START EXTRACTED DATA

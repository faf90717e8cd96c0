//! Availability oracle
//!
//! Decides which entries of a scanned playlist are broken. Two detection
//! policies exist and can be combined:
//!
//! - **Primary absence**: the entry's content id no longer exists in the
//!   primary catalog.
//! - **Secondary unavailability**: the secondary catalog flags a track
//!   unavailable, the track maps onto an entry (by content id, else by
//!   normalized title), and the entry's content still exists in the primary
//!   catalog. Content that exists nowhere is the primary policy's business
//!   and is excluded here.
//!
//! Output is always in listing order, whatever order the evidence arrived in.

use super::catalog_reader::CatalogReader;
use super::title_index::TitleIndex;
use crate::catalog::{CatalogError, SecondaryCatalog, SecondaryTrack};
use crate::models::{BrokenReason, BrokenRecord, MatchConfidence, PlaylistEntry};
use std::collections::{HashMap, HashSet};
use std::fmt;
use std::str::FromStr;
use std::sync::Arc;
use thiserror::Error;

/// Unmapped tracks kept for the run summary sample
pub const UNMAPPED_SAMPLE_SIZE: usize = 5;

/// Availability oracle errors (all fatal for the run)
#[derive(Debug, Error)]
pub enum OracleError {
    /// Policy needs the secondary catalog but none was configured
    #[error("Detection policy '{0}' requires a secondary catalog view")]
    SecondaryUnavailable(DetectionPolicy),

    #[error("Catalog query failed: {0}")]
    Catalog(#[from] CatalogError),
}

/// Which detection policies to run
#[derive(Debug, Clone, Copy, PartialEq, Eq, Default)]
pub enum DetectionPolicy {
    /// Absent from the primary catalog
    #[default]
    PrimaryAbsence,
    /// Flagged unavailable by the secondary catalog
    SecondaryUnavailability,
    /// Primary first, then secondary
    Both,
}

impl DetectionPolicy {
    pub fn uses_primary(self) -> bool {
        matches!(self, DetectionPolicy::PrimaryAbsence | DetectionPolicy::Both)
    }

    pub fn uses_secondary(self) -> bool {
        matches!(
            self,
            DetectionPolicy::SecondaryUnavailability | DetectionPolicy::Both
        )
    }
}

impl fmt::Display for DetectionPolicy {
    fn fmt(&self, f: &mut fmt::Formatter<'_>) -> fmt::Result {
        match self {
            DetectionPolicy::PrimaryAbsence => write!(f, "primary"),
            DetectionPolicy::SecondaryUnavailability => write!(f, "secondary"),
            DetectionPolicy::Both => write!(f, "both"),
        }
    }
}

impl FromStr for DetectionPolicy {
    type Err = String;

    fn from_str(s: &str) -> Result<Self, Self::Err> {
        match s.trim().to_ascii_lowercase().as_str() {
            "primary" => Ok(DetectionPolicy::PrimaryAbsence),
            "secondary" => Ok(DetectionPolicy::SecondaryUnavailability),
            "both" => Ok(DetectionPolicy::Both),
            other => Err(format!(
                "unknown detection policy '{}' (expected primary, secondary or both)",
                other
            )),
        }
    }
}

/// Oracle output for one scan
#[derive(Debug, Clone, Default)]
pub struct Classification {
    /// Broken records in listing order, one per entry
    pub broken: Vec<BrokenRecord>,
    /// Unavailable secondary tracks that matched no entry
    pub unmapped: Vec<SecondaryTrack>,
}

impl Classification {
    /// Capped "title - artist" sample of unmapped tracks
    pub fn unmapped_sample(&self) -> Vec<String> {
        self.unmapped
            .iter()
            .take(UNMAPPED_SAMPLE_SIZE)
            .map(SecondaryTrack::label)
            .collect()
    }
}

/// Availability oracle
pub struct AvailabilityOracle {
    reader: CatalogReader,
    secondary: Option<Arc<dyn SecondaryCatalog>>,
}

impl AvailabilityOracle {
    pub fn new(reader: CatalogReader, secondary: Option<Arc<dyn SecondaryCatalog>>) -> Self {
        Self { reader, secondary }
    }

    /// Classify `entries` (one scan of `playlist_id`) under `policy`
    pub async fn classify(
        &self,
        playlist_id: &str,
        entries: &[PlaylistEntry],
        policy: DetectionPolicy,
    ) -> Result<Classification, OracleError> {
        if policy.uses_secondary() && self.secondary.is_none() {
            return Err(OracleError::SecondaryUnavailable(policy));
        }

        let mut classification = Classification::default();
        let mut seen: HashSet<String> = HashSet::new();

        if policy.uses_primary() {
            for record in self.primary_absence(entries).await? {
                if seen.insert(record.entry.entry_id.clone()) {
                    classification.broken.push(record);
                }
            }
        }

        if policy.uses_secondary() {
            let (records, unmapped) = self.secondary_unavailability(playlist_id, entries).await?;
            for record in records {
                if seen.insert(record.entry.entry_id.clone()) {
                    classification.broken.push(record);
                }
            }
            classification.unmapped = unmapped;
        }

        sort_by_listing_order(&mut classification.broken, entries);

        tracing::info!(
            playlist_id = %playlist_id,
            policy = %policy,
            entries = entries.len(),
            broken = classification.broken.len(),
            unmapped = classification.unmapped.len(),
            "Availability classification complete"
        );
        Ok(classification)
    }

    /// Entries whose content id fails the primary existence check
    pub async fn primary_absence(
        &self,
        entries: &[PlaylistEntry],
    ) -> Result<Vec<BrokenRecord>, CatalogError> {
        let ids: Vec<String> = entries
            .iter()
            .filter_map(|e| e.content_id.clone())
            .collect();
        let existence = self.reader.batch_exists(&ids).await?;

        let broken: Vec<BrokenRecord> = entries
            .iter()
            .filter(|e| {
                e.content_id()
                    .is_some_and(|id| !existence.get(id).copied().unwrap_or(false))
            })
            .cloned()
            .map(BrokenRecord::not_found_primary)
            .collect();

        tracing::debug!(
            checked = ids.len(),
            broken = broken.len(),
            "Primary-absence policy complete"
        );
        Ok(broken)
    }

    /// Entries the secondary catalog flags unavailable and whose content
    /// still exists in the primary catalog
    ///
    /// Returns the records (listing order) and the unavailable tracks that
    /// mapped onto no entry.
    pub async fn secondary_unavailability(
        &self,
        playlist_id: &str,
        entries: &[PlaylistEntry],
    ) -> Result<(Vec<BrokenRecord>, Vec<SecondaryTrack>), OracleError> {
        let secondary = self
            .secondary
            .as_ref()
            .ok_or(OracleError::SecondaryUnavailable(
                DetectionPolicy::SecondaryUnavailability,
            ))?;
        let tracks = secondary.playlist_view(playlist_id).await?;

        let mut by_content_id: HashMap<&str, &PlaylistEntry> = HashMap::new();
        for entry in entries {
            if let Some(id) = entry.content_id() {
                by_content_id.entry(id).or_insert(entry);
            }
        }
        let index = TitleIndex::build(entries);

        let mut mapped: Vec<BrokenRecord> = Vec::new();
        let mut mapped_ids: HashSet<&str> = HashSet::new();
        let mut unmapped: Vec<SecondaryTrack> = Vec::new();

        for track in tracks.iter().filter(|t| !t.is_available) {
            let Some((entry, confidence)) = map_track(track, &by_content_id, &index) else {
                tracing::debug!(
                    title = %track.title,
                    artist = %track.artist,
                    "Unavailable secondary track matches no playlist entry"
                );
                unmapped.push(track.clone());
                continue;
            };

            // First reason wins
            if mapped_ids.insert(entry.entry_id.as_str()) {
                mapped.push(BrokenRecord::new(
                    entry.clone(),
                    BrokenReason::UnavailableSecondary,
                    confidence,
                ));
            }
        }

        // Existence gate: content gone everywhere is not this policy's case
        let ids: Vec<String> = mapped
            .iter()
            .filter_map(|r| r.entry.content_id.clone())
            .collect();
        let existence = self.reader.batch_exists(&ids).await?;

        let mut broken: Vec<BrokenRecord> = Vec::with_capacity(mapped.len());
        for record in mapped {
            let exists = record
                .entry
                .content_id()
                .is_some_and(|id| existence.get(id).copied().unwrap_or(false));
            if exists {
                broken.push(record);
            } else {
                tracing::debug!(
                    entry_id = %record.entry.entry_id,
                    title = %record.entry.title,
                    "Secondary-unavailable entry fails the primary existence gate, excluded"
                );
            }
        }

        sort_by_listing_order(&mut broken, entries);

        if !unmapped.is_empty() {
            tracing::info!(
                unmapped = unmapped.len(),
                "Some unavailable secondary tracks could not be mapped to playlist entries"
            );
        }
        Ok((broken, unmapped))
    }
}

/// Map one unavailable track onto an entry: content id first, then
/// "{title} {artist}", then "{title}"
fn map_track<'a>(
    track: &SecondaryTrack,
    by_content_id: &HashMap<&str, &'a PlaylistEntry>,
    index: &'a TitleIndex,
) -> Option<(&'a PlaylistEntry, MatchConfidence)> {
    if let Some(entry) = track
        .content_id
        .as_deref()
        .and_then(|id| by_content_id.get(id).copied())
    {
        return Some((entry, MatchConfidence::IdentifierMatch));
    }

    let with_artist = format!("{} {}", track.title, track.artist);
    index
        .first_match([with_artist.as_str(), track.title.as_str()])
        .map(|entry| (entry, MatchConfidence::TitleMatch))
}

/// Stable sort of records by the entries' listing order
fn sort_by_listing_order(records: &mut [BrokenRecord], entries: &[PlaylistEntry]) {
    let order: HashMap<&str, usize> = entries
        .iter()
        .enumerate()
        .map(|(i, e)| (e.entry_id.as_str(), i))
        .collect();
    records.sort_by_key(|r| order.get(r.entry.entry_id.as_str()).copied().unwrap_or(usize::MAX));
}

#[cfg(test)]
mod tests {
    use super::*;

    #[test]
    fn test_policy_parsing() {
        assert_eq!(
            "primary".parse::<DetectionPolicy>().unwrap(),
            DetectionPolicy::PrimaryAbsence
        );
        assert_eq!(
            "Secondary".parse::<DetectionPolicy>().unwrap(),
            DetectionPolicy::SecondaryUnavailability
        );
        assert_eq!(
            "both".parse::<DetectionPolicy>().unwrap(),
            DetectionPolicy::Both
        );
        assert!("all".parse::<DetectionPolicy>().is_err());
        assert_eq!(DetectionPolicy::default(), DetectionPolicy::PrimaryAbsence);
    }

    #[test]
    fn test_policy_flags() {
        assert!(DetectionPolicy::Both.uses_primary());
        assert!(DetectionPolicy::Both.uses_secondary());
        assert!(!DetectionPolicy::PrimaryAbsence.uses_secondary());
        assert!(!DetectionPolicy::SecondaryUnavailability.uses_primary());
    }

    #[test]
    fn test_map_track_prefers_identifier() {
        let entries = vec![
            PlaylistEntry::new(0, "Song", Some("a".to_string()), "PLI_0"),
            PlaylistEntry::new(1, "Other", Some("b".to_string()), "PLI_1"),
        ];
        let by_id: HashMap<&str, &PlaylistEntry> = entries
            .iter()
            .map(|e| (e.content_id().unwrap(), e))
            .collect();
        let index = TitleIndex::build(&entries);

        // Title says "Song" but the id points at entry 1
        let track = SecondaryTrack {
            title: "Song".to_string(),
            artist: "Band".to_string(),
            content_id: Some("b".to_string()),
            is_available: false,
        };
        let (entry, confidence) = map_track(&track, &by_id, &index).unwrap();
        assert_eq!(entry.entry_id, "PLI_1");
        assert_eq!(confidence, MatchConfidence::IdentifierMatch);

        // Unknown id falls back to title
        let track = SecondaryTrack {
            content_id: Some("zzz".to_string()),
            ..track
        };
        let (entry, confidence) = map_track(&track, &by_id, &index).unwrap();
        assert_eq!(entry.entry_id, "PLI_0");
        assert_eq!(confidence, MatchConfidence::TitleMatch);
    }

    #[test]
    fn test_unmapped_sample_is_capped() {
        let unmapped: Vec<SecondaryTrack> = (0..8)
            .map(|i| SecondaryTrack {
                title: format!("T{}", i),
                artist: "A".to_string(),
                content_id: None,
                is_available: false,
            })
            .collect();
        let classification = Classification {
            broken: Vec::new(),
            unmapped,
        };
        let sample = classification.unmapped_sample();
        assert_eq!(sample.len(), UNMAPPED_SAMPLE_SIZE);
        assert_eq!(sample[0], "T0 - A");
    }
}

END EXTRACTED DATA

The range runs from the line above containing "id, else by" to the line containing "pub enum OracleError", inclusive. Restate those lines word for word and no others.

▸ EXERCISE RESULT
//!   unavailable, the track maps onto an entry (by content id, else by
//!   normalized title), and the entry's content still exists in the primary
//!   catalog. Content that exists nowhere is the primary policy's business
//!   and is excluded here.
//!
//! Output is always in listing order, whatever order the evidence arrived in.

use super::catalog_reader::CatalogReader;
use super::title_index::TitleIndex;
use crate::catalog::{CatalogError, SecondaryCatalog, SecondaryTrack};
use crate::models::{BrokenReason, BrokenRecord, MatchConfidence, PlaylistEntry};
use std::collections::{HashMap, HashSet};
use std::fmt;
use std::str::FromStr;
use std::sync::Arc;
use thiserror::Error;

/// Unmapped tracks kept for the run summary sample
pub const UNMAPPED_SAMPLE_SIZE: usize = 5;

/// Availability oracle errors (all fatal for the run)
#[derive(Debug, Error)]
pub enum OracleError {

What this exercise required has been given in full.